Por Antonio Carmona

El disparatero ex ministro de Economía de Argentina, Axel Kicillof, que tiene la bien merecida fama de economista brillante, por haber, seguramente, contribuido a arruinar en los últimos tiempos la economía argentina, uno de los países con mayor cantidad de recursos del planeta, añadió un disparate más a su carrera: afirmó que todos los medios de comunicación deben estar en manos del Estado. ¡Y lo hizo en una universidad, a la que fue invitado!
En la vereda contraria, están los que dicen lo contrario que el ex ministro de ruindad; que el Estado no tiene que meterse en materia de comunicación, que es un asunto del sector privado. Entre el monopolio de los medios por el Estado y la exclusión del Estado de los medios, está la polarización.
Ya se sabe que los fanatismos necesitan dos partes; es decir, tener una propuesta maravillosa, la propia, y la contraria, la perniciosa y condenable, el enemigo; un bueno y un malo, un cowboy y un bandido. No hay fanáticos sin enemigos, ni buenos sin malos.
Valgan dos aclaraciones básicas; la primera, todas las constituciones democráticas garantizan la libertad de expresión y comunicación de todos los ciudadanos, como uno de los bienes más preciados, hasta el punto que, en muchos casos, se establece que no debe existir ninguna restricción para el desempeño del oficio de periodista.
La segunda, el Estado no sólo tiene el derecho de informar, sino que tiene el deber de hacerlo y de la forma más amplia, transparente y completa, por lo que el uso de las herramientas de la comunicación no le puede ser vedado, ni mucho menos, sino exigido. Así que tanto la una como la otra forma de informar, privada y pública, pública y privada, son igualmente necesarias. A ambas les asiste el derecho; a ambas la obligación que, en nuestro caso establece la Constitución con Claridad, de dar información veraz.
La comunicación, nos diría Perogrullo es un recursos fundamental de los seres vivientes, no sólo de los humanos. La comunicación tiene que ver con la esencia de la convivencia.
El derecho a informar e informarse es fundamental en todas las sociedades democráticas, garantía de todos los ciudadanos. Así que todos tenemos ese derecho garantizado por las constituciones del presente y del futuro; negado por las legislaciones del pasado eterno –en nuestro caso era con o, mejor, contra Stroessner.
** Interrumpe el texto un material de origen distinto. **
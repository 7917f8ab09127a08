//! Mock KIS WebSocket server for integration tests.
//!
//! Provides a WebSocket server that can:
//! - Accept connections and count them
//! - Record subscribe frames and acknowledge them the way KIS does
//! - Push data frames to every connected client
//! - Drop every connection to force a reconnect

use futures_util::{SinkExt, StreamExt};
use serde_json::{json, Value};
use std::net::SocketAddr;
use std::sync::Arc;
use tokio::net::{TcpListener, TcpStream};
use tokio::sync::{broadcast, mpsc, Mutex};
use tokio_tungstenite::{accept_async, tungstenite::Message};

#[derive(Debug, Clone)]
enum Command {
    Push(String),
    Drop,
}

/// A recorded subscribe frame.
#[derive(Debug, Clone)]
pub struct ReceivedFrame {
    pub tr_id: String,
    pub tr_key: String,
    pub authorization: String,
}

/// A mock KIS WebSocket server.
pub struct MockWsServer {
    addr: SocketAddr,
    shutdown_tx: mpsc::Sender<()>,
    commands: broadcast::Sender<Command>,
    frames: Arc<Mutex<Vec<ReceivedFrame>>>,
    connections: Arc<Mutex<u32>>,
}

impl MockWsServer {
    /// Start a new mock server on an available port.
    pub async fn start() -> Self {
        let listener = TcpListener::bind("127.0.0.1:0").await.unwrap();
        let addr = listener.local_addr().unwrap();
        let frames: Arc<Mutex<Vec<ReceivedFrame>>> = Arc::new(Mutex::new(Vec::new()));
        let connections: Arc<Mutex<u32>> = Arc::new(Mutex::new(0));
        let (commands, _) = broadcast::channel::<Command>(64);
        let (shutdown_tx, mut shutdown_rx) = mpsc::channel::<()>(1);

        let frames_clone = frames.clone();
        let connections_clone = connections.clone();
        let commands_clone = commands.clone();

        tokio::spawn(async move {
            loop {
                tokio::select! {
                    Ok((stream, _)) = listener.accept() => {
                        tokio::spawn(handle_connection(
                            stream,
                            frames_clone.clone(),
                            connections_clone.clone(),
                            commands_clone.subscribe(),
                        ));
                    }
                    _ = shutdown_rx.recv() => {
                        break;
                    }
                }
            }
        });

        Self {
            addr,
            shutdown_tx,
            commands,
            frames,
            connections,
        }
    }

    /// The server's WebSocket URL.
    pub fn url(&self) -> String {
        format!("ws://{}", self.addr)
    }

    /// Number of completed handshakes.
    pub async fn connection_count(&self) -> u32 {
        *self.connections.lock().await
    }

    /// Subscribe frames received so far, across all connections.
    pub async fn received_frames(&self) -> Vec<ReceivedFrame> {
        self.frames.lock().await.clone()
    }

    /// Send a text frame to every connected client.
    pub fn push(&self, frame: impl Into<String>) {
        let _ = self.commands.send(Command::Push(frame.into()));
    }

    /// Close every open connection.
    pub fn drop_connections(&self) {
        let _ = self.commands.send(Command::Drop);
    }

    /// Shutdown the server.
    pub async fn shutdown(self) {
        let _ = self.shutdown_tx.send(()).await;
    }
}

async fn handle_connection(
    stream: TcpStream,
    frames: Arc<Mutex<Vec<ReceivedFrame>>>,
    connections: Arc<Mutex<u32>>,
    mut commands: broadcast::Receiver<Command>,
) {
    let ws_stream = match accept_async(stream).await {
        Ok(ws) => ws,
        Err(e) => {
            eprintln!("WebSocket handshake failed: {}", e);
            return;
        }
    };

    {
        let mut count = connections.lock().await;
        *count += 1;
    }

    let (mut write, mut read) = ws_stream.split();

    loop {
        tokio::select! {
            msg = read.next() => {
                match msg {
                    Some(Ok(Message::Text(text))) => {
                        let Ok(parsed) = serde_json::from_str::<Value>(&text) else {
                            continue;
                        };
                        let field = |pointer: &str| {
                            parsed.pointer(pointer).and_then(Value::as_str).unwrap_or("").to_string()
                        };
                        let frame = ReceivedFrame {
                            tr_id: field("/body/input/tr_id"),
                            tr_key: field("/body/input/tr_key"),
                            authorization: field("/header/authorization"),
                        };

                        let ack = json!({
                            "header": {"tr_id": frame.tr_id, "tr_key": frame.tr_key, "encrypt": "N"},
                            "body": {"rt_cd": "0", "msg_cd": "OPSP0000", "msg1": "SUBSCRIBE SUCCESS"}
                        });
                        frames.lock().await.push(frame);
                        let _ = write.send(Message::Text(ack.to_string())).await;
                    }
                    Some(Ok(Message::Ping(data))) => {
                        let _ = write.send(Message::Pong(data)).await;
                    }
                    Some(Ok(Message::Close(_))) | Some(Err(_)) | None => break,
                    _ => {}
                }
            }
            command = commands.recv() => {
                match command {
                    Ok(Command::Push(frame)) => {
                        let _ = write.send(Message::Text(frame)).await;
                    }
                    Ok(Command::Drop) | Err(broadcast::error::RecvError::Closed) => {
                        let _ = write.send(Message::Close(None)).await;
                        break;
                    }
                    Err(broadcast::error::RecvError::Lagged(_)) => {}
                }
            }
        }
    }
}

#[cfg(test)]
mod tests {
    use super::*;

    #[tokio::test]
    async fn test_mock_server_starts() {
        let server = MockWsServer::start().await;
        assert!(server.url().starts_with("ws://127.0.0.1:"));
        server.shutdown().await;
    }
}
El derecho de los ciudadanos a saber, a estar informados, bien informados y en tiempo y forma, sin cortapisa alguno ni impedimento, es decir, sin disculpas ni manganetas para evitar o dilatar el acceso a la información, es un pilar fundamental de la democracia.
Sin duda que el sector privado tendrá su sesgo, en cada caso, en uso y en abuso, de acuerdo a la visión del comunicador. Sin duda el sector público tendrá la tentación de informar resaltando sus gestiones. La pluralidad es la mejor garantía para la buena información, porque se puede contrastar. Y el receptor tiene la posibilidad, y de él depende ejercerla, de valorar y diferenciar las informaciones.
Los malos usos y abusos no pueden ser prever o evitar, porque es imposible establecer la censura previa, constitucional y democráticamente prohibida. Esos pleitos se deben dirimir jurídicamente a posteriori en los tribunales, aunque también, cotidianamente en la saludable práctica del debate público, en ese estrado que es la palestra nuestra de cada día.
Lo más grave en este tema es el anonimato, cuando la información no tiene ni emisor ni fuente y, en estos tiempos de los “perfiles” truchos, que han sofisticado y blindado enormemente a radio so’o, hasta el punto de convertirnos casi obligadamente a todos, voluntaria o involuntariamente, en consumidores de información engañosa, blindada a las críticas y demandas por el anonimato y el descontrol, es decir, tirar la piedra, o, en este caso, la bola, la desinformación, la difamación desde el anonimato de un emisor emboscado en el nuevo tape guasu de las redes sociales, mucho más amplio y descampado que el traicionero tape po’i del emboscado francotirador.